Hawk reminisces about the freedom he and Neversoft had: “There wasn’t something to live up to, it was liberating and we were free to try whatever.” Of course, they weren’t combatting anything except Top Skater and Thrasher’s Skate and Destroy, but there was pressure, not just on Neversoft, but also on Hawk, because this was his game, it would hold his name. When it finally released, the success came as a bit of a shock to the skater. “The idea that we created a genre of video games was unexpected,” Hawk says. “Action sports as a genre was something I never imagined.”
Mick West knew the pressure well. “It meant everything to Neversoft for financial stability,” he recalls. The game became a huge success, selling over 350,000 units between the November 1999 release to Christmas that year, in America alone; lifetime sales were 300,000 for the UK.
The game’s popularity also helped to establish a whole new fanbase for the sport and launch Tony Hawk to stardom – it was played by anyone and everyone. Somebody in a friendship group would own a copy of the game and everyone would bundle round to their house to ‘out trick’ each other. “The game raised my profile in terms of promotion and opportunities,” Hawk admits. “I was getting asked to do mainstream talk shows and cameos in movies. I never imagined being able to do these things.”
The Pro Skater games were a landmark in popular culture and launched the careers of many, from Hawk himself to Johnny Knoxville and the Jackass crew, who embodied the culture of skating. Talk to anyone about the games and they all have favourite moments, skaters, or tricks. However, no matter who you talk to, they will mention the soundtrack, without which the game wouldn’t have held as much of the excitement and style that was so needed to create the sense of fun that West, D’Amato, and the team originally set out to capture. “The music, for me, it was important to represent the culture authentically and that meant the early days of skate punk; Dead Kennedy’s, Circle Jerks, Primus,” Hawk says. “But it was the music guys at Activision who brought in the newer punk bands.”
From speaking with the key players behind the games, everyone is incredibly fond of the legacy they created. There were things Neversoft and Hawk wanted to achieve in the beginning which couldn’t be captured until the switch to PlayStation 2 – for Tony, it was skating the loop; for others, it was stepping up the crazy tricks and locations. “Each dev cycle presented new hurdles,” D’Amato says as he remembers a moment of distress during development of the third game. “When 9/11 happened, we were almost finished with Pro Skater 3. We had an airport level where the goal was to stop terrorists bombing the plane. We had to scramble and change it to stopping pickpockets.”

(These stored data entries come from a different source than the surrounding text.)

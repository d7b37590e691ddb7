//! Visible-list pipeline
//!
//! Turns the full roster and the current selection into the ordered list of
//! people to display: query filter, year filter, parent filter, then sort.

use chrono::Datelike;

use super::person::{Person, PersonId};
use super::roster::Roster;
use super::selection::{SelectionState, SortOrder, View};

/// Compute the people to display for `state`
pub fn visible_people<'a>(roster: &'a Roster, state: &SelectionState) -> Vec<&'a Person> {
    let mut people: Vec<&Person> = roster.people().iter().collect();

    if let Some(ref query) = state.query {
        apply_query_filter(&mut people, query);
    }
    if !state.years.is_empty() {
        apply_year_filter(&mut people, &state.years);
    }
    if !state.parents.is_empty() {
        apply_parent_filter(&mut people, &state.parents);
    }

    sort_people(&mut people, state.view, state.age_sort_order);
    people
}

/// Keep people whose name contains `query` (case-insensitive)
pub fn apply_query_filter(people: &mut Vec<&Person>, query: &str) {
    let query_lower = query.to_lowercase();
    people.retain(|person| person.name.to_lowercase().contains(&query_lower));
}

/// Keep people born in one of `years`
pub fn apply_year_filter(people: &mut Vec<&Person>, years: &[i32]) {
    people.retain(|person| years.contains(&person.birth_date.year()));
}

/// Keep children of the selected parents, and the parents themselves
pub fn apply_parent_filter(people: &mut Vec<&Person>, parents: &[PersonId]) {
    people.retain(|person| {
        parents
            .iter()
            .any(|parent| person.is_child_of(parent) || &person.id == parent)
    });
}

/// Stable sort for the selected view
///
/// * `agenda` - next birthday ascending
/// * `age` - youngest first for `asc`, oldest first for `desc`
pub fn sort_people(people: &mut [&Person], view: View, order: SortOrder) {
    match view {
        View::agenda => people.sort_by_key(|person| person.next_birthday),
        View::age => match order {
            SortOrder::asc => people.sort_by(|a, b| b.birth_date.cmp(&a.birth_date)),
            SortOrder::desc => people.sort_by(|a, b| a.birth_date.cmp(&b.birth_date)),
        },
    }
}
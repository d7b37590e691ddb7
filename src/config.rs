//! Roster file loading
//!
//! A roster file is TOML with an optional `[settings]` table and one
//! `[[person]]` table per family member:
//!
//! ```toml
//! [settings]
//! contact_max_age = 21
//!
//! [[person]]
//! name = "Maryline"
//! birth_date = "1978-10-30"
//! gender = "F"
//! parent = "Monique"
//! ```
//!
//! Without a file, the family roster compiled into the binary is used.

use anyhow::{Context, Result};
use serde::{Deserialize, Serialize};
use std::fs;
use std::path::{Path, PathBuf};
use tracing::info;

use crate::birthday::RosterEntry;

/// Roster compiled into the binary
pub const BUILTIN_ROSTER: &str = include_str!("../roster/family.toml");

/// Page thresholds
#[derive(Debug, Clone, Copy, PartialEq, Eq, Serialize, Deserialize)]
#[serde(default)]
pub struct Settings {
    /// Contact prompts are shown for people turning strictly less than this
    pub contact_max_age: u32,
    /// Contact prompts are shown this many days ahead (inclusive)
    pub contact_window_days: i64,
    /// Phrases get a "dans N jours" suffix this many days ahead (inclusive)
    pub countdown_window_days: i64,
}

impl Default for Settings {
    fn default() -> Self {
        Self {
            contact_max_age: 21,
            contact_window_days: 30,
            countdown_window_days: 30,
        }
    }
}

/// Parsed content of a roster file
#[derive(Debug, Clone, Default, PartialEq, Eq, Serialize, Deserialize)]
pub struct RosterFile {
    #[serde(default)]
    pub settings: Settings,
    #[serde(default, rename = "person")]
    pub people: Vec<RosterEntry>,
}

impl RosterFile {
    pub fn parse(content: &str) -> Result<Self> {
        let file: RosterFile = toml::from_str(content)?;
        Ok(file)
    }
}

/// Where the roster comes from: a file on disk or the built-in one
pub struct RosterSource {
    file_path: Option<PathBuf>,
}

impl RosterSource {
    pub fn new(file_path: Option<impl AsRef<Path>>) -> Self {
        Self {
            file_path: file_path.map(|p| p.as_ref().to_path_buf()),
        }
    }

    pub fn builtin() -> Self {
        Self { file_path: None }
    }

    pub fn file_path(&self) -> Option<&Path> {
        self.file_path.as_deref()
    }

    pub fn load(&self) -> Result<RosterFile> {
        let file = match self.file_path {
            Some(ref path) => {
                let content = fs::read_to_string(path)
                    .with_context(|| format!("Failed to read roster file {}", path.display()))?;
                RosterFile::parse(&content)
                    .with_context(|| format!("Invalid roster file {}", path.display()))?
            }
            None => RosterFile::parse(BUILTIN_ROSTER).context("Invalid built-in roster")?,
        };

        let source = self
            .file_path()
            .map_or("built-in".into(), |p| p.display().to_string());
        info!(
            %source,
            people = file.people.len(),
            "Roster loaded"
        );
        Ok(file)
    }
}
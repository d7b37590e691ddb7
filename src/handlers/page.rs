//! Page handler for birthday MCP server

use crate::BirthdayServerHandler;
use mcp_attr::Result as McpResult;

impl BirthdayServerHandler {
    /// Render the page without changing the selection.
    pub async fn handle_agenda(&self) -> McpResult<String> {
        Ok(self.render_page())
    }
}
use chrono::NaiveDate;
use serde::{Deserialize, Serialize};
use std::fmt;

use super::calendar;

/// Gender as recorded in the roster ("M" or "F")
#[derive(Debug, Clone, Copy, PartialEq, Eq, Hash, Serialize, Deserialize)]
pub enum Gender {
    #[serde(rename = "M")]
    Male,
    #[serde(rename = "F")]
    Female,
}

/// Stable identifier of a person: name and ISO birth date (e.g. "Alex-1948-05-23")
#[derive(Debug, Clone, PartialEq, Eq, Hash, PartialOrd, Ord)]
pub struct PersonId(String);

impl PersonId {
    pub fn new(name: &str, birth_date: NaiveDate) -> Self {
        Self(format!("{}-{}", name, birth_date.format("%Y-%m-%d")))
    }

    pub fn as_str(&self) -> &str {
        &self.0
    }
}

impl fmt::Display for PersonId {
    fn fmt(&self, f: &mut fmt::Formatter<'_>) -> fmt::Result {
        f.write_str(&self.0)
    }
}

/// One line of a roster file, before parent resolution
///
/// `parent` refers to another entry by name or by person id.
#[derive(Debug, Clone, PartialEq, Eq, Serialize, Deserialize)]
pub struct RosterEntry {
    pub name: String,
    pub birth_date: NaiveDate,
    pub gender: Gender,
    #[serde(default, skip_serializing_if = "Option::is_none")]
    pub parent: Option<String>,
}

impl RosterEntry {
    pub fn new(name: &str, birth_date: NaiveDate, gender: Gender, parent: Option<&str>) -> Self {
        Self {
            name: name.to_string(),
            birth_date,
            gender,
            parent: parent.map(str::to_string),
        }
    }
}

/// A family member with birthday data derived against the reference date
///
/// Built once by [`Roster::build`](super::Roster::build) and immutable afterwards.
#[derive(Debug, Clone, PartialEq, Eq)]
pub struct Person {
    pub id: PersonId,
    pub name: String,
    pub birth_date: NaiveDate,
    pub gender: Gender,
    /// Parent id, resolved against the same roster
    pub parent: Option<PersonId>,
    /// Next birthday on or after the reference date
    pub next_birthday: NaiveDate,
    /// Age reached on `next_birthday`
    pub birthday_age: u32,
}

impl Person {
    /// Calendar days from `today` until the next birthday
    pub fn days_until_birthday(&self, today: NaiveDate) -> i64 {
        calendar::days_until(self.next_birthday, today)
    }

    pub fn is_child_of(&self, parent: &PersonId) -> bool {
        self.parent.as_ref() == Some(parent)
    }
}
//! MCP tool handlers for the birthday server
//!
//! Each handler validates its arguments, applies one selection action, and
//! returns the redrawn page.

pub mod filters;
pub mod page;
pub mod search;
pub mod view;
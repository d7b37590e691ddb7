//! Common test utilities for integration tests
#![allow(dead_code)]

use birthday_mcp::BirthdayServerHandler;
use birthday_mcp::birthday::{Gender, Person, Roster, RosterEntry};
use chrono::NaiveDate;

pub fn date(y: i32, m: u32, d: u32) -> NaiveDate {
    NaiveDate::from_ymd_opt(y, m, d).unwrap()
}

/// Reference date used by most tests
pub fn test_today() -> NaiveDate {
    date(2024, 3, 10)
}

/// Handler over the built-in roster at `today`
pub fn get_test_handler(today: NaiveDate) -> BirthdayServerHandler {
    BirthdayServerHandler::new(None, today).unwrap()
}

/// Built-in roster at `today`
pub fn builtin_roster(today: NaiveDate) -> Roster {
    let file = birthday_mcp::RosterSource::builtin().load().unwrap();
    Roster::build(file.people, today).unwrap()
}

pub fn entry(
    name: &str,
    birth_date: NaiveDate,
    gender: Gender,
    parent: Option<&str>,
) -> RosterEntry {
    RosterEntry::new(name, birth_date, gender, parent)
}

pub fn find<'a>(roster: &'a Roster, name: &str) -> &'a Person {
    roster
        .people()
        .iter()
        .find(|p| p.name == name)
        .unwrap_or_else(|| panic!("{} not in roster", name))
}

pub fn names(people: &[&Person]) -> Vec<String> {
    people.iter().map(|p| p.name.clone()).collect()
}
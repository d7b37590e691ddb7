//! Locale-dependent wording
//!
//! The birthday logic only talks to the [`Locale`] trait: plural forms, date
//! formats, sentence templates, and UI labels. [`French`] is the one shipped
//! implementation.

use chrono::{Datelike, NaiveDate};
use unicode_normalization::UnicodeNormalization;
use unicode_normalization::char::is_combining_mark;

/// Date formats used by the page
#[derive(Debug, Clone, Copy, PartialEq, Eq)]
pub enum DateStyle {
    /// Day and month name, e.g. "30 septembre"
    DayMonth,
    /// Day, month name, and year, e.g. "30 septembre 2025"
    Long,
    /// Numeric, e.g. "30/09/1978"
    Short,
}

/// Fixed UI labels
#[derive(Debug, Clone, Copy, PartialEq, Eq)]
pub enum Label {
    Agenda,
    ByAge,
    Years,
    Parents,
    Reset,
    NoBirthdays,
}

pub trait Locale: Send + Sync {
    /// Age with its unit, e.g. "46 ans"
    fn years(&self, count: u32) -> String;

    /// Day count with its unit, e.g. "5 jours"
    fn days(&self, count: i64) -> String;

    fn format_date(&self, date: NaiveDate, style: DateStyle) -> String;

    fn birthday_today(&self, name: &str, age: &str) -> String;

    fn birthday_tomorrow(&self, name: &str, age: &str) -> String;

    fn birthday_on(&self, name: &str, age: &str, date: &str) -> String;

    /// Relative distance appended to a phrase, e.g. "dans 5 jours"
    fn countdown(&self, distance: &str) -> String;

    fn contact_prompt(&self, parent_name: &str) -> String;

    fn label(&self, label: Label) -> &'static str;
}

const FRENCH_MONTHS: [&str; 12] = [
    "janvier",
    "février",
    "mars",
    "avril",
    "mai",
    "juin",
    "juillet",
    "août",
    "septembre",
    "octobre",
    "novembre",
    "décembre",
];

#[derive(Debug, Clone, Copy, Default)]
pub struct French;

impl French {
    /// CLDR French: "one" covers 0 and 1
    fn is_singular(count: i64) -> bool {
        count == 0 || count == 1
    }

    fn month_name(date: NaiveDate) -> &'static str {
        FRENCH_MONTHS[date.month0() as usize]
    }
}

impl Locale for French {
    fn years(&self, count: u32) -> String {
        if Self::is_singular(i64::from(count)) {
            format!("{} an", count)
        } else {
            format!("{} ans", count)
        }
    }

    fn days(&self, count: i64) -> String {
        if count == 1 {
            "1 jour".to_string()
        } else {
            format!("{} jours", count)
        }
    }

    fn format_date(&self, date: NaiveDate, style: DateStyle) -> String {
        match style {
            DateStyle::DayMonth => format!("{} {}", date.day(), Self::month_name(date)),
            DateStyle::Long => format!("{} {} {}", date.day(), Self::month_name(date), date.year()),
            DateStyle::Short => date.format("%d/%m/%Y").to_string(),
        }
    }

    fn birthday_today(&self, name: &str, age: &str) -> String {
        format!("{} a {} aujourd'hui !", name, age)
    }

    fn birthday_tomorrow(&self, name: &str, age: &str) -> String {
        format!("{} aura {} demain !", name, age)
    }

    fn birthday_on(&self, name: &str, age: &str, date: &str) -> String {
        format!("{} aura {} le {}", name, age, date)
    }

    fn countdown(&self, distance: &str) -> String {
        format!("dans {}", distance)
    }

    fn contact_prompt(&self, parent_name: &str) -> String {
        format!("Envoyez vos souhaits via {}", parent_name)
    }

    fn label(&self, label: Label) -> &'static str {
        match label {
            Label::Agenda => "Agenda",
            Label::ByAge => "Par âge",
            Label::Years => "Années",
            Label::Parents => "Parents",
            Label::Reset => "Effacer",
            Label::NoBirthdays => "Aucun anniversaire",
        }
    }
}

/// Sort key approximating French collation: case- and accent-insensitive
///
/// Names are decomposed first, so precomposed and decomposed spellings of
/// the same name produce the same key.
pub fn collation_key(text: &str) -> String {
    text.nfd()
        .filter(|c| !is_combining_mark(*c))
        .flat_map(char::to_lowercase)
        .collect()
}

So many childhoods were shaped around video games and the Pro Skater series is fondly remembered by most players of a certain generation. The games set up many careers and left an impact on West, Hawk, and D’Amato – the latter went on to leave Neversoft and work directly with Hawk as his director of media. He is currently working on a documentary about the creation of the Pro Skater series.

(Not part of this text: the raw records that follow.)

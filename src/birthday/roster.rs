use chrono::{Datelike, NaiveDate};
use std::collections::HashMap;

use super::calendar;
use super::person::{Person, PersonId, RosterEntry};
use crate::error::RosterError;
use crate::locale;

/// Registry of all people, in roster order
///
/// Parents are stored as ids into this registry, so looking one up never
/// follows an object reference.
#[derive(Debug, Clone, Default)]
pub struct Roster {
    pub(crate) people: Vec<Person>,

    /// id → position in `people`
    pub(crate) index: HashMap<PersonId, usize>,
}

impl Roster {
    /// Build the registry from raw entries, deriving birthdays against `today`
    ///
    /// # Arguments
    /// * `entries` - Roster entries; `parent` may name any other entry by name or id
    /// * `today` - Reference date the next birthdays are computed from
    ///
    /// # Returns
    /// The roster, or the first entry that cannot be resolved
    pub fn build(entries: Vec<RosterEntry>, today: NaiveDate) -> Result<Self, RosterError> {
        let mut ids = Vec::with_capacity(entries.len());
        let mut index = HashMap::with_capacity(entries.len());

        for (position, entry) in entries.iter().enumerate() {
            if entry.birth_date > today {
                return Err(RosterError::BornInFuture {
                    name: entry.name.clone(),
                    birth_date: entry.birth_date,
                    today,
                });
            }
            let id = PersonId::new(&entry.name, entry.birth_date);
            if index.insert(id.clone(), position).is_some() {
                return Err(RosterError::DuplicatePerson(id.to_string()));
            }
            ids.push(id);
        }

        let mut people = Vec::with_capacity(entries.len());
        for (position, entry) in entries.iter().enumerate() {
            let id = ids[position].clone();
            let parent = match entry.parent.as_deref() {
                Some(reference) => Some(resolve_parent(&entry.name, reference, &entries, &ids)?),
                None => None,
            };
            if parent.as_ref() == Some(&id) {
                return Err(RosterError::SelfParent(entry.name.clone()));
            }

            let next_birthday = calendar::next_birthday(entry.birth_date, today)
                .ok_or_else(|| RosterError::DateOutOfRange(entry.name.clone()))?;
            let birthday_age =
                u32::try_from(calendar::birthday_age(entry.birth_date, next_birthday))
                    .map_err(|_| RosterError::DateOutOfRange(entry.name.clone()))?;

            people.push(Person {
                id,
                name: entry.name.clone(),
                birth_date: entry.birth_date,
                gender: entry.gender,
                parent,
                next_birthday,
                birthday_age,
            });
        }

        Ok(Self { people, index })
    }

    /// All people in roster order
    pub fn people(&self) -> &[Person] {
        &self.people
    }

    pub fn len(&self) -> usize {
        self.people.len()
    }

    pub fn is_empty(&self) -> bool {
        self.people.is_empty()
    }

    /// Find a person by id
    pub fn get(&self, id: &PersonId) -> Option<&Person> {
        self.index.get(id).map(|&position| &self.people[position])
    }

    /// Get the parent of `person`, if one is set
    pub fn parent_of(&self, person: &Person) -> Option<&Person> {
        person.parent.as_ref().and_then(|id| self.get(id))
    }

    /// Distinct birth years, in order of first appearance
    pub fn years(&self) -> Vec<i32> {
        let mut years = Vec::new();
        for person in &self.people {
            let year = person.birth_date.year();
            if !years.contains(&year) {
                years.push(year);
            }
        }
        years
    }

    /// Everyone listed as somebody's parent, sorted by name
    pub fn parents(&self) -> Vec<&Person> {
        let mut parents: Vec<&Person> = Vec::new();
        for id in self.people.iter().filter_map(|p| p.parent.as_ref()) {
            if parents.iter().any(|p| &p.id == id) {
                continue;
            }
            if let Some(parent) = self.get(id) {
                parents.push(parent);
            }
        }
        parents.sort_by_cached_key(|p| locale::collation_key(&p.name));
        parents
    }

    /// Find a parent by id or, failing that, by exact name
    pub fn find_parent(&self, reference: &str) -> Option<&Person> {
        let parents = self.parents();
        parents
            .iter()
            .find(|p| p.id.as_str() == reference)
            .or_else(|| parents.iter().find(|p| p.name == reference))
            .copied()
    }
}

/// Resolve a parent reference: an exact person id wins, otherwise a unique name
fn resolve_parent(
    child: &str,
    reference: &str,
    entries: &[RosterEntry],
    ids: &[PersonId],
) -> Result<PersonId, RosterError> {
    if let Some(id) = ids.iter().find(|id| id.as_str() == reference) {
        return Ok(id.clone());
    }

    let mut matches = entries
        .iter()
        .zip(ids)
        .filter(|(entry, _)| entry.name == reference)
        .map(|(_, id)| id);

    match (matches.next(), matches.next()) {
        (Some(id), None) => Ok(id.clone()),
        (Some(_), Some(_)) => Err(RosterError::AmbiguousParent {
            person: child.to_string(),
            parent: reference.to_string(),
        }),
        (None, _) => Err(RosterError::UnknownParent {
            person: child.to_string(),
            parent: reference.to_string(),
        }),
    }
}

“I was proud, in general, of how it raised skating’s profile,” Hawk says. “A shocking moment, one that gave me most validation, was when we released the fourth game, the first three titles were still in the top ten for sales. That seemed unreal. Beyond any fantasy. Just the idea that we got to do one sequel, and we did four, and the first three were still top selling. I’m proud of what we created and the legacy of those games – I never imagined it would become what I’m known for, more than my actual skating,” he laughs. “It’s been crazy, it still resonates. Some of the things I get to do, in a lot of ways, are connected to that awareness that came from the video games.”